## What the exercise asks:
For the material that follows, list every line containing the word "Serialize".

# # #

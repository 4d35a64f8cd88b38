//! JSON Lines export of the normalized table

use std::fs::File;
use std::io::{BufWriter, Write};
use std::path::Path;

use tracing::info;

use super::NormalizedTable;
use crate::error::Result;

/// Write one JSON object per row, keys in column order.
///
/// Returns the number of rows written.
pub fn write_json_lines<W: Write>(table: &NormalizedTable, mut writer: W) -> Result<usize> {
    for row in table.rows() {
        serde_json::to_writer(&mut writer, &table.row_to_json(row))?;
        writer.write_all(b"\n")?;
    }
    writer.flush()?;
    Ok(table.len())
}

/// Export the table to a file, creating or truncating it
pub fn export_to_file(table: &NormalizedTable, path: impl AsRef<Path>) -> Result<usize> {
    let path = path.as_ref();
    let file = File::create(path)?;
    let rows = write_json_lines(table, BufWriter::new(file))?;
    info!(path = %path.display(), rows, "Exported normalized table");
    Ok(rows)
}

#[cfg(test)]
mod tests {
    use super::*;
    use crate::aggregate::Aggregator;
    use crate::models::{Category, Record};
    use crate::test_utils::StatusBuilder;
    use serde_json::Value;

    fn sample_table() -> NormalizedTable {
        let tweet = Record::extract(&StatusBuilder::new(1).hashtags(&["rust"]).build(), Category::Tweet).unwrap();
        let retweet = Record::extract(&StatusBuilder::new(2).build(), Category::Retweet).unwrap();
        Aggregator::default().aggregate(&[tweet], &[retweet], &[]).unwrap()
    }

    #[test]
    fn test_write_json_lines() {
        let table = sample_table();
        let mut out = Vec::new();
        assert_eq!(write_json_lines(&table, &mut out).unwrap(), 2);

        let text = String::from_utf8(out).unwrap();
        let lines: Vec<Value> = text.lines().map(|l| serde_json::from_str(l).unwrap()).collect();
        assert_eq!(lines.len(), 2);
        assert_eq!(lines[0]["kind"], "Tweet");
        assert_eq!(lines[0]["created_at"], "Wed Oct 10 20:19:24 +0000 2018");
        assert_eq!(lines[0]["entities.hashtags"][0]["text"], "rust");
        assert_eq!(lines[1]["kind"], "Retweet");
        assert_eq!(lines[1]["user.screen_name"], "test_user");
    }

    #[test]
    fn test_empty_table_writes_nothing() {
        let table = Aggregator::default().aggregate(&[], &[], &[]).unwrap();
        let mut out = Vec::new();
        assert_eq!(write_json_lines(&table, &mut out).unwrap(), 0);
        assert!(out.is_empty());
    }

    #[test]
    fn test_export_to_file() {
        let dir = tempfile::tempdir().unwrap();
        let path = dir.path().join("table.jsonl");
        assert_eq!(export_to_file(&sample_table(), &path).unwrap(), 2);
        assert_eq!(std::fs::read_to_string(&path).unwrap().lines().count(), 2);
    }
}
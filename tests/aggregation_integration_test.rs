//! Integration tests for aggregation and table export

use serde_json::{json, Value};
use tweetforge::aggregate::{export_to_file, format_created_at, write_json_lines, DEFAULT_COLUMNS};
use tweetforge::{AggregationError, Aggregator, Category, RawStatus, StatusListener, StreamListener};

fn status_json(id: u64, created_at: &str) -> Value {
    json!({
        "created_at": created_at,
        "id": id,
        "id_str": id.to_string(),
        "text": format!("status number {}", id),
        "source": "web",
        "in_reply_to_status_id": null,
        "user": {
            "name": format!("User {}", id),
            "screen_name": format!("user_{}", id),
            "location": "Earth",
            "entities": {"description": {"urls": []}}
        },
        "geo": null,
        "coordinates": null,
        "favorite_count": id * 2,
        "retweet_count": id,
        "entities": {
            "hashtags": [],
            "user_mentions": [{"screen_name": "someone", "indices": [0, 8]}]
        },
        "lang": "en"
    })
}

fn retweet_json(id: u64) -> Value {
    let mut outer = status_json(id + 1000, "Thu Oct 11 08:00:00 +0000 2018");
    outer["retweeted_status"] = status_json(id, "Thu Oct 11 07:00:00 +0000 2018");
    outer
}

fn quote_json(id: u64) -> Value {
    let mut outer = status_json(id + 2000, "Fri Oct 12 09:30:00 +0000 2018");
    outer["quoted_status"] = status_json(id, "Fri Oct 12 09:00:00 +0000 2018");
    outer
}

fn collected_listener() -> StatusListener<Vec<u8>> {
    let mut listener = StatusListener::with_sink(Vec::new());
    let statuses = vec![
        status_json(1, "Wed Oct 10 20:19:24 +0000 2018"),
        quote_json(50),
        status_json(2, "Wed Oct 10 20:20:00 +0000 2018"),
        retweet_json(30),
        status_json(3, "Wed Oct 10 20:21:00 +0000 2018"),
        quote_json(51),
    ];
    for status in statuses {
        listener.on_status(&RawStatus::new(status)).unwrap();
    }
    listener
}

#[test]
fn test_three_one_two_yields_six_rows_in_block_order() {
    let listener = collected_listener();
    let table = Aggregator::default()
        .aggregate(listener.tweets(), listener.retweets(), listener.quoted())
        .unwrap();

    assert_eq!(table.len(), 6);
    assert_eq!(
        table.kinds(),
        [
            Category::Tweet,
            Category::Tweet,
            Category::Tweet,
            Category::Retweet,
            Category::Quoted,
            Category::Quoted
        ]
    );

    let ids: Vec<Value> = table.column("id").unwrap().into_iter().map(|c| c.to_json()).collect();
    assert_eq!(ids, [json!(1), json!(2), json!(3), json!(30), json!(50), json!(51)]);
}

#[test]
fn test_table_columns_are_projection_plus_kind() {
    let listener = collected_listener();
    let table = Aggregator::default().aggregate_collections(listener.collections()).unwrap();

    assert_eq!(table.columns().len(), DEFAULT_COLUMNS.len() + 1);
    assert_eq!(&table.columns()[..DEFAULT_COLUMNS.len()], DEFAULT_COLUMNS);
    assert_eq!(table.columns().last().unwrap(), "kind");

    let screen_names: Vec<Value> = table
        .column("user.screen_name")
        .unwrap()
        .into_iter()
        .map(|c| c.to_json())
        .collect();
    assert_eq!(screen_names[3], "user_30");
}

#[test]
fn test_created_at_round_trips() {
    let listener = collected_listener();
    let table = Aggregator::default().aggregate_collections(listener.collections()).unwrap();
    let index = table.column_index("created_at").unwrap();

    let originals: Vec<String> = listener
        .tweets()
        .iter()
        .chain(listener.retweets())
        .chain(listener.quoted())
        .map(|r| r.created_at().unwrap().to_string())
        .collect();

    for (row, original) in table.rows().iter().zip(originals) {
        let dt = row.get(index).and_then(|c| c.as_datetime()).unwrap();
        assert_eq!(format_created_at(dt), original);
    }
}

#[test]
fn test_custom_projection_with_nested_user_column() {
    let listener = collected_listener();
    let aggregator = Aggregator::new(vec![
        "created_at".to_string(),
        "user.entities.description.urls".to_string(),
    ]);

    let table = aggregator.aggregate_collections(listener.collections()).unwrap();
    assert_eq!(table.columns(), &["created_at", "user.entities.description.urls", "kind"]);
    assert_eq!(table.row(0).unwrap().get(1).unwrap().to_json(), json!([]));
}

#[test]
fn test_missing_column_produces_no_table() {
    let listener = collected_listener();
    let aggregator = Aggregator::new(vec!["created_at".to_string(), "place".to_string()]);

    let err = aggregator.aggregate_collections(listener.collections()).unwrap_err();
    assert_eq!(
        err,
        AggregationError::MissingColumn {
            column: "place".to_string(),
            category: Category::Tweet
        }
    );
}

#[test]
fn test_empty_categories_contribute_no_rows() {
    let mut listener = StatusListener::with_sink(Vec::new());
    listener
        .on_status(&RawStatus::new(status_json(1, "Wed Oct 10 20:19:24 +0000 2018")))
        .unwrap();

    let table = Aggregator::default().aggregate_collections(listener.collections()).unwrap();
    assert_eq!(
        table.kind_counts(),
        [(Category::Tweet, 1), (Category::Retweet, 0), (Category::Quoted, 0)]
    );
}

#[test]
fn test_json_lines_export() {
    let listener = collected_listener();
    let table = Aggregator::default().aggregate_collections(listener.collections()).unwrap();

    let mut buffer = Vec::new();
    assert_eq!(write_json_lines(&table, &mut buffer).unwrap(), 6);

    let text = String::from_utf8(buffer).unwrap();
    let first: serde_json::Map<String, Value> =
        serde_json::from_str(text.lines().next().unwrap()).unwrap();
    let keys: Vec<&str> = first.keys().map(String::as_str).collect();
    assert_eq!(keys, table.columns());
    assert_eq!(first["created_at"], "Wed Oct 10 20:19:24 +0000 2018");
    assert_eq!(first["entities.user_mentions"][0]["screen_name"], "someone");
    assert_eq!(first["kind"], "Tweet");

    let dir = tempfile::tempdir().unwrap();
    let path = dir.path().join("statuses.jsonl");
    assert_eq!(export_to_file(&table, &path).unwrap(), 6);
    assert_eq!(std::fs::read_to_string(&path).unwrap(), text);
}
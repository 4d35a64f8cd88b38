//! Fixed-shape record extracted from a status
//!
//! Every record carries exactly the same field set regardless of category,
//! which is what lets the aggregation stage treat all three collections
//! uniformly.

use serde::Serialize;
use serde_json::{Map, Value};

use super::error::{ExtractionError, ExtractionErrorKind, ExtractionResult};
use super::status::Category;

/// Field names copied from a status payload, in record order
pub const RECORD_FIELDS: [&str; 11] = [
    "created_at",
    "id",
    "text",
    "favorite_count",
    "retweet_count",
    "lang",
    "geo",
    "coordinates",
    "source",
    "user",
    "entities",
];

/// Normalized record for one status
///
/// Values are plain JSON and may be `null`; only the presence of each key
/// is guaranteed.
#[derive(Debug, Clone, PartialEq, Serialize)]
#[serde(transparent)]
pub struct Record {
    fields: Map<String, Value>,
}

impl Record {
    /// Copy the fixed field set out of a status payload
    ///
    /// Fails on the first field of [`RECORD_FIELDS`] that is absent, so a
    /// partial record is never produced.
    pub fn extract(payload: &Value, category: Category) -> ExtractionResult<Self> {
        let source = payload.as_object().ok_or_else(|| {
            ExtractionError::new(ExtractionErrorKind::NotAnObject, "status", category)
        })?;

        let mut fields = Map::with_capacity(RECORD_FIELDS.len());
        for field in RECORD_FIELDS {
            let value = source
                .get(field)
                .ok_or_else(|| ExtractionError::missing(field, category))?;
            fields.insert(field.to_string(), value.clone());
        }

        Ok(Self { fields })
    }

    /// Look up a field value
    pub fn get(&self, field: &str) -> Option<&Value> {
        self.fields.get(field)
    }

    /// Field names in record order
    pub fn field_names(&self) -> impl Iterator<Item = &str> {
        self.fields.keys().map(String::as_str)
    }

    /// Number of fields, always `RECORD_FIELDS.len()`
    pub fn len(&self) -> usize {
        self.fields.len()
    }

    /// Records are never empty; provided for API symmetry with `len`
    pub fn is_empty(&self) -> bool {
        self.fields.is_empty()
    }

    /// Provider-formatted creation timestamp
    pub fn created_at(&self) -> Option<&str> {
        self.get("created_at").and_then(Value::as_str)
    }

    /// Numeric status identifier
    pub fn id(&self) -> Option<u64> {
        self.get("id").and_then(Value::as_u64)
    }

    /// Short text as sent by the provider
    pub fn text(&self) -> Option<&str> {
        self.get("text").and_then(Value::as_str)
    }

    /// Author object
    pub fn user(&self) -> Option<&Map<String, Value>> {
        self.get("user").and_then(Value::as_object)
    }

    /// Entities object (hashtags, mentions, urls...)
    pub fn entities(&self) -> Option<&Map<String, Value>> {
        self.get("entities").and_then(Value::as_object)
    }

    /// Borrow the underlying map
    pub fn as_map(&self) -> &Map<String, Value> {
        &self.fields
    }

    /// Convert into a JSON object
    pub fn into_value(self) -> Value {
        Value::Object(self.fields)
    }
}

# # #

## Exercise result:
use serde::Serialize;
#[derive(Debug, Clone, PartialEq, Serialize)]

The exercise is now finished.